_Required action_
From the entries that follow, copy exactly the lines beginning at the line holding "camera, surfaces and" and continuing through the line holding "pub struct Scene".

_Entries shown_
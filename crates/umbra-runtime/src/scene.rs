// Copyright 2025 eraflo
//
// Licensed under the Apache License, Version 2.0 (the "License");
// you may not use this file except in compliance with the License.
// You may obtain a copy of the License at
//
//     http://www.apache.org/licenses/LICENSE-2.0
//
// Unless required by applicable law or agreed to in writing, software
// distributed under the License is distributed on an "AS IS" BASIS,
// WITHOUT WARRANTIES OR CONDITIONS OF ANY KIND, either express or implied.
// See the License for the specific language governing permissions and
// limitations under the License.

//! Scene files: a TOML description of the viewport, camera, surfaces and
//! lights, turned into the values the render agent consumes.

use anyhow::{ensure, Context, Result};
use serde::Deserialize;
use std::fs;
use std::path::Path;
use std::sync::Arc;
use umbra_core::math::{AffineTransform, Extent2D, LinearRgba, Quaternion, Vec3};
use umbra_core::renderer::{Camera, LightDescriptor, MaterialTag, Mesh, Surface, SurfaceMaterial};
use umbra_core::RenderSettings;
use umbra_lanes::render_lane::ConeVolumeBuilder;

/// A complete scene as read from disk.
#[derive(Debug, Clone, Deserialize)]
#[serde(deny_unknown_fields)]
pub struct Scene {
    pub viewport: Extent2D,
    /// Color of the frame entering the compositor.
    #[serde(default = "default_background")]
    pub background: LinearRgba,
    pub camera: CameraConfig,
    #[serde(default)]
    pub settings: RenderSettings,
    #[serde(default)]
    pub surfaces: Vec<SurfaceConfig>,
    pub directional: Option<DirectionalConfig>,
    #[serde(default)]
    pub spots: Vec<SpotConfig>,
}

#[derive(Debug, Clone, Deserialize)]
#[serde(deny_unknown_fields)]
pub struct CameraConfig {
    pub eye: Vec3,
    pub direction: Vec3,
    #[serde(default = "default_up")]
    pub up: Vec3,
    #[serde(default = "default_fov")]
    pub fov_degrees: f32,
    #[serde(default = "default_near")]
    pub near: f32,
    #[serde(default = "default_far")]
    pub far: f32,
}

#[derive(Debug, Clone, Copy, PartialEq, Eq, Deserialize)]
#[serde(rename_all = "lowercase")]
pub enum Shape {
    Plane,
    Cube,
}

#[derive(Debug, Clone, Deserialize)]
#[serde(deny_unknown_fields)]
pub struct SurfaceConfig {
    pub shape: Shape,
    #[serde(default = "default_half_extent")]
    pub half_extent: f32,
    #[serde(default)]
    pub translation: Vec3,
    /// Direction the shape's -Z side is turned towards. A plane is visible
    /// from this side only.
    pub facing: Option<Vec3>,
    #[serde(default = "default_scale")]
    pub scale: Vec3,
    pub albedo: LinearRgba,
    /// Specular color; alpha is the glossiness.
    #[serde(default)]
    pub specular: LinearRgba,
    /// Material tag; surfaces with another tag than the deferred one are
    /// not drawn into the G-buffer.
    pub tag: Option<String>,
}

#[derive(Debug, Clone, Deserialize)]
#[serde(deny_unknown_fields)]
pub struct DirectionalConfig {
    pub direction: Vec3,
    #[serde(default = "default_color")]
    pub color: LinearRgba,
    #[serde(default = "default_intensity")]
    pub intensity: f32,
}

#[derive(Debug, Clone, Deserialize)]
#[serde(deny_unknown_fields)]
pub struct SpotConfig {
    pub position: Vec3,
    pub direction: Vec3,
    pub range: f32,
    pub half_angle_degrees: f32,
    #[serde(default = "default_color")]
    pub color: LinearRgba,
    #[serde(default = "default_intensity")]
    pub intensity: f32,
    #[serde(default = "default_enabled")]
    pub enabled: bool,
    /// Whether the light carries a cone volume. Without one it is never
    /// composited.
    #[serde(default = "default_enabled")]
    pub proxy: bool,
}

fn default_background() -> LinearRgba {
    LinearRgba::BLACK
}
fn default_up() -> Vec3 {
    Vec3::Y
}
fn default_fov() -> f32 {
    60.0
}
fn default_near() -> f32 {
    0.1
}
fn default_far() -> f32 {
    100.0
}
fn default_half_extent() -> f32 {
    1.0
}
fn default_scale() -> Vec3 {
    Vec3::ONE
}
fn default_color() -> LinearRgba {
    LinearRgba::WHITE
}
fn default_intensity() -> f32 {
    1.0
}
fn default_enabled() -> bool {
    true
}

impl Scene {
    /// Reads and validates a scene file.
    pub fn load(path: &Path) -> Result<Self> {
        let text = fs::read_to_string(path)
            .with_context(|| format!("Failed to read scene file at '{}'", path.display()))?;
        Self::parse(&text)
            .with_context(|| format!("Failed to load scene from '{}'", path.display()))
    }

    /// Parses and validates a scene from TOML text.
    pub fn parse(text: &str) -> Result<Self> {
        let scene: Scene = toml::from_str(text).context("Failed to parse scene TOML")?;
        scene.validate()?;
        Ok(scene)
    }

    fn validate(&self) -> Result<()> {
        let c = &self.camera;
        ensure!(
            c.fov_degrees > 0.0 && c.fov_degrees < 180.0,
            "camera fov_degrees must be in (0, 180), got {}",
            c.fov_degrees
        );
        ensure!(
            c.near > 0.0 && c.far > c.near,
            "camera needs 0 < near < far, got near {} far {}",
            c.near,
            c.far
        );
        for (i, surface) in self.surfaces.iter().enumerate() {
            ensure!(surface.half_extent > 0.0, "surface {i}: half_extent must be positive");
            if let Some(facing) = surface.facing {
                ensure!(facing.length_squared() > 0.0, "surface {i}: facing is a zero vector");
            }
        }
        for (i, spot) in self.spots.iter().enumerate() {
            ensure!(spot.range > 0.0, "spot {i}: range must be positive");
            ensure!(
                spot.half_angle_degrees > 0.0 && spot.half_angle_degrees < 90.0,
                "spot {i}: half_angle_degrees must be in (0, 90), got {}",
                spot.half_angle_degrees
            );
            ensure!(spot.direction.length_squared() > 0.0, "spot {i}: direction is a zero vector");
        }
        Ok(())
    }

    /// Overrides the viewport size, keeping the other dimension.
    pub fn resize(&mut self, width: Option<u32>, height: Option<u32>) {
        self.viewport = Extent2D::new(
            width.unwrap_or(self.viewport.width),
            height.unwrap_or(self.viewport.height),
        );
    }

    /// Builds the camera, or fails if its basis is degenerate.
    pub fn camera(&self) -> Result<Camera> {
        let c = &self.camera;
        Camera::perspective(
            c.eye,
            c.direction,
            c.up,
            c.fov_degrees.to_radians(),
            c.near,
            c.far,
            self.viewport,
        )
        .context("camera direction is zero or parallel to its up vector")
    }

    pub fn surfaces(&self) -> Vec<Surface> {
        self.surfaces
            .iter()
            .map(|s| {
                let mesh = match s.shape {
                    Shape::Plane => Mesh::plane(s.half_extent),
                    Shape::Cube => Mesh::cube(s.half_extent),
                };
                let rotation = s
                    .facing
                    .map_or(Quaternion::IDENTITY, |f| Quaternion::from_rotation_arc(-Vec3::Z, f));
                let tag = s.tag.clone().map_or_else(MaterialTag::deferred, MaterialTag);
                Surface {
                    mesh: Arc::new(mesh),
                    transform: AffineTransform::from_trs(s.translation, rotation, s.scale),
                    material: SurfaceMaterial {
                        tag,
                        albedo: s.albedo,
                        specular: s.specular,
                    },
                }
            })
            .collect()
    }

    pub fn directional_light(&self) -> Option<LightDescriptor> {
        self.directional
            .as_ref()
            .map(|d| LightDescriptor::directional(d.direction, d.color, d.intensity))
    }

    /// Spot lights in file order, which is also the compositing order.
    ///
    /// Lights with `proxy` set share one unit cone of
    /// `settings.cone_segments` segments.
    pub fn spot_lights(&self) -> Vec<LightDescriptor> {
        let mut cones = ConeVolumeBuilder::new();
        self.spots
            .iter()
            .map(|s| {
                let light = LightDescriptor::spot(
                    s.position,
                    s.direction,
                    s.range,
                    s.half_angle_degrees.to_radians(),
                    s.color,
                    s.intensity,
                )
                .with_enabled(s.enabled);
                if s.proxy {
                    cones.attach_proxy(light, self.settings.cone_segments)
                } else {
                    light
                }
            })
            .collect()
    }
}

_Expected output_
//! Scene files: a TOML description of the viewport, camera, surfaces and
//! lights, turned into the values the render agent consumes.

use anyhow::{ensure, Context, Result};
use serde::Deserialize;
use std::fs;
use std::path::Path;
use std::sync::Arc;
use umbra_core::math::{AffineTransform, Extent2D, LinearRgba, Quaternion, Vec3};
use umbra_core::renderer::{Camera, LightDescriptor, MaterialTag, Mesh, Surface, SurfaceMaterial};
use umbra_core::RenderSettings;
use umbra_lanes::render_lane::ConeVolumeBuilder;

/// A complete scene as read from disk.
#[derive(Debug, Clone, Deserialize)]
#[serde(deny_unknown_fields)]
pub struct Scene {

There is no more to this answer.